[Stored items]
§ §

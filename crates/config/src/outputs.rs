//! Payment-output passthrough.

use serde_json::Value;

use crate::raw::{RawOptions, keys};

/// Resolve the outputs list.
///
/// Entries are handed to the widget verbatim; their shape (address,
/// amount, currency) is the widget contract, not validated here.
pub fn normalize_outputs(opts: &RawOptions) -> Vec<Value> {
	opts.field(keys::OUTPUTS)
		.array()
		.map(<[Value]>::to_vec)
		.unwrap_or_default()
}
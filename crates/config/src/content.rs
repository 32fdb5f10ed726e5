//! Content-preview normalization.

use serde::{Deserialize, Serialize};
use serde_json::{Map, Value};

use crate::error::ConfigWarning;
use crate::raw::{Field, RawOptions, keys};
use crate::setting::Setting;

/// Referenced content plus preview visibility.
///
/// Extra properties supplied alongside `hash` in the object form are
/// preserved verbatim in `rest` and flattened back on serialization.
#[derive(Debug, Clone, PartialEq, Serialize, Deserialize)]
pub struct ContentConfig {
	pub hash: String,
	pub show: bool,
	#[serde(flatten)]
	pub rest: Map<String, Value>,
}

/// Resolve the content field.
///
/// A non-empty string is taken as the hash; an object must carry a
/// non-empty string `hash`. A missing key is [`Setting::Absent`]; anything
/// else present but unusable is [`Setting::Disabled`], so downstream code
/// can tell "no content configured" from "content configuration broken".
///
/// Visibility: a strict-boolean legacy `showContentPreview` overrides an
/// object-supplied `show`; with neither, previews default on.
pub fn normalize_content(
	opts: &RawOptions,
	warnings: &mut Vec<ConfigWarning>,
) -> Setting<ContentConfig> {
	let field = opts.field(keys::CONTENT);

	let (hash, object_show, rest) = match field {
		Field::Absent => return Setting::Absent,
		// An explicit `false` is an intentional switch-off, not malformed input.
		Field::Bool(false) => return Setting::Disabled,
		Field::Str(s) if !s.is_empty() => (s.to_string(), None, Map::new()),
		Field::Object(obj) => match Field::of(obj.get("hash")).nonempty_str() {
			Some(hash) => {
				let rest: Map<String, Value> = obj
					.iter()
					.filter(|(k, _)| k.as_str() != "hash" && k.as_str() != "show")
					.map(|(k, v)| (k.clone(), v.clone()))
					.collect();
				(hash.to_string(), Field::of(obj.get("show")).strict_bool(), rest)
			}
			None => {
				warnings.push(ConfigWarning::MalformedContent { found: "object without a hash" });
				return Setting::Disabled;
			}
		},
		other => {
			warnings.push(ConfigWarning::MalformedContent { found: other.type_name() });
			return Setting::Disabled;
		}
	};

	let show = opts
		.field(keys::SHOW_CONTENT_PREVIEW)
		.strict_bool()
		.or(object_show)
		.unwrap_or(true);

	Setting::Value(ContentConfig { hash, show, rest })
}
//! Wallet catalog for the boost widget.
//!
//! A catalog is a closed enumeration of wallet identifiers the widget can
//! drive, plus the one used when the caller expresses no preference. The
//! catalog is an explicit value handed to configuration normalization rather
//! than a module-level singleton, so callers (and tests) can substitute their
//! own enumeration.
//!
//! Identifiers are plain lowercase strings (`"moneybutton"`, `"relayx"`).
//! Anything outside the catalog is invalid and is dropped or canonicalized
//! to the default, never passed through.

use serde::{Deserialize, Serialize};

/// Wallet identifiers the stock widget ships with.
pub const VALID_WALLETS: &[&str] = &["moneybutton", "relayx"];

/// Wallet used when the caller expresses no preference.
pub const DEFAULT_WALLET: &str = "moneybutton";

/// A closed set of wallet identifiers with a designated default.
///
/// Invariant: `default` is always a member of `valid`.
#[derive(Debug, Clone, PartialEq, Eq, Serialize, Deserialize)]
pub struct WalletCatalog {
	valid: Vec<String>,
	default: String,
}

impl Default for WalletCatalog {
	fn default() -> Self {
		Self::new(
			VALID_WALLETS.iter().map(|w| w.to_string()),
			DEFAULT_WALLET,
		)
	}
}

impl WalletCatalog {
	/// Build a catalog from an identifier set and a default.
	///
	/// The default is appended to the set if missing, so the catalog
	/// invariant holds regardless of input.
	pub fn new(valid: impl IntoIterator<Item = String>, default: impl Into<String>) -> Self {
		let default = default.into();
		let mut valid: Vec<String> = valid.into_iter().collect();
		if !valid.contains(&default) {
			valid.push(default.clone());
		}
		Self { valid, default }
	}

	/// All valid wallet identifiers, in catalog order.
	pub fn valid(&self) -> &[String] {
		&self.valid
	}

	/// The identifier used when no valid preference is given.
	pub fn default_wallet(&self) -> &str {
		&self.default
	}

	/// Whether `wallet` is a member of the catalog.
	pub fn is_valid(&self, wallet: &str) -> bool {
		self.valid.iter().any(|w| w == wallet)
	}

	/// Canonicalize an identifier: valid ones pass through unchanged,
	/// anything else becomes the catalog default.
	pub fn canonicalize(&self, wallet: &str) -> String {
		if self.is_valid(wallet) {
			wallet.to_string()
		} else {
			self.default.clone()
		}
	}

	/// Drop invalid identifiers from a list, preserving order.
	pub fn filter_valid<I, S>(&self, wallets: I) -> Vec<String>
	where
		I: IntoIterator<Item = S>,
		S: AsRef<str>,
	{
		wallets
			.into_iter()
			.filter(|w| self.is_valid(w.as_ref()))
			.map(|w| w.as_ref().to_string())
			.collect()
	}
}
//! Tag and category field normalization.
//!
//! Both are the same labeled-toggle field: a free-form text input with a
//! visibility toggle and a disabled state, differing only in which option
//! key carries the value and which legacy flag forces visibility. One
//! parameterized normalizer serves both.

use serde::{Deserialize, Serialize};

use crate::raw::{Field, RawOptions, keys};

/// A free-form input field with visibility and disabled toggles.
#[derive(Debug, Clone, PartialEq, Eq, Serialize, Deserialize)]
pub struct LabeledField {
	pub value: String,
	pub show: bool,
	pub disabled: bool,
}

impl Default for LabeledField {
	fn default() -> Self {
		Self {
			value: String::new(),
			show: true,
			disabled: false,
		}
	}
}

/// Resolve the tag field (`tag` / legacy `showTagField`).
pub fn normalize_tag(opts: &RawOptions) -> Option<LabeledField> {
	normalize_labeled(opts, keys::TAG, keys::SHOW_TAG_FIELD)
}

/// Resolve the category field (`category` / legacy `showCategoryField`).
pub fn normalize_category(opts: &RawOptions) -> Option<LabeledField> {
	normalize_labeled(opts, keys::CATEGORY, keys::SHOW_CATEGORY_FIELD)
}

/// Shared resolution for labeled-toggle fields.
///
/// An unset value yields the defaults only when the legacy flag is
/// literally `true` (letting a legacy caller force an empty-but-visible
/// field); otherwise the field is omitted. A non-empty string sets the
/// value; an object is accepted when it carries a string `value` (empty
/// allowed) or a literal `show: true`. Any other shape omits the field.
///
/// The legacy flag, when a strict boolean, overrides the computed `show`
/// in every accepted branch.
fn normalize_labeled(
	opts: &RawOptions,
	field_key: &str,
	legacy_show_key: &str,
) -> Option<LabeledField> {
	let legacy_show = opts.field(legacy_show_key).strict_bool();
	let field = opts.field(field_key);

	if field.is_unset() {
		return match legacy_show {
			Some(true) => Some(LabeledField::default()),
			_ => None,
		};
	}

	let mut out = match field {
		Field::Str(value) => LabeledField {
			value: value.to_string(),
			..LabeledField::default()
		},
		Field::Object(obj) => {
			let value = Field::of(obj.get("value")).str_any();
			let show = Field::of(obj.get("show")).strict_bool();
			if value.is_none() && show != Some(true) {
				return None;
			}
			LabeledField {
				value: value.unwrap_or("").to_string(),
				show: show.unwrap_or(true),
				disabled: Field::of(obj.get("disabled")).strict_bool().unwrap_or(false),
			}
		}
		_ => return None,
	};

	if let Some(show) = legacy_show {
		out.show = show;
	}
	Some(out)
}
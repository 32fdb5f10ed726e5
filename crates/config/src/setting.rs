//! Three-state field result: absent, disabled, or configured.

use serde::{Serialize, Serializer};

/// Outcome of normalizing a field that can be explicitly switched off.
///
/// The widget's wire format overloads falsy values: a missing key means
/// "not configured" while a literal `false` means "configured off (or the
/// configuration was unusable)". The distinction matters downstream, so it
/// is a real sum type here instead of a sentinel.
#[derive(Debug, Clone, Copy, PartialEq, Eq, Default)]
pub enum Setting<T> {
	/// The field was not configured; it is omitted from output.
	#[default]
	Absent,
	/// The field was explicitly disabled, or configured but unusable.
	/// Serialized as the literal `false` the widget expects.
	Disabled,
	/// A normalized configuration value.
	Value(T),
}

impl<T> Setting<T> {
	pub fn is_absent(&self) -> bool {
		matches!(self, Setting::Absent)
	}

	pub fn is_disabled(&self) -> bool {
		matches!(self, Setting::Disabled)
	}

	/// The configured value, if there is one.
	pub fn value(&self) -> Option<&T> {
		match self {
			Setting::Value(v) => Some(v),
			_ => None,
		}
	}

	pub fn into_value(self) -> Option<T> {
		match self {
			Setting::Value(v) => Some(v),
			_ => None,
		}
	}
}

impl<T: Serialize> Serialize for Setting<T> {
	fn serialize<S: Serializer>(&self, serializer: S) -> Result<S::Ok, S::Error> {
		match self {
			// Absent fields are skipped at the struct level; `null` only
			// appears if a caller serializes a bare `Setting`.
			Setting::Absent => serializer.serialize_none(),
			Setting::Disabled => serializer.serialize_bool(false),
			Setting::Value(v) => v.serialize(serializer),
		}
	}
}

#[cfg(test)]
mod tests {
	use serde_json::json;

	use super::*;

	#[test]
	fn test_accessors() {
		let s: Setting<i32> = Setting::Value(7);
		assert_eq!(s.value(), Some(&7));
		assert!(!s.is_absent());
		assert!(Setting::<i32>::Absent.is_absent());
		assert!(Setting::<i32>::Disabled.is_disabled());
		assert_eq!(Setting::<i32>::Disabled.into_value(), None);
	}

	#[test]
	fn test_serialize_disabled_as_false() {
		assert_eq!(serde_json::to_value(Setting::<i32>::Disabled).unwrap(), json!(false));
		assert_eq!(serde_json::to_value(Setting::Value(7)).unwrap(), json!(7));
	}
}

§ §

Extract each line holding the word "configured" from the records.

/// can tell "no content configured" from "content configuration broken".
//! Three-state field result: absent, disabled, or configured.
/// "not configured" while a literal `false` means "configured off (or the
	/// The field was not configured; it is omitted from output.
	/// The field was explicitly disabled, or configured but unusable.
	/// The configured value, if there is one.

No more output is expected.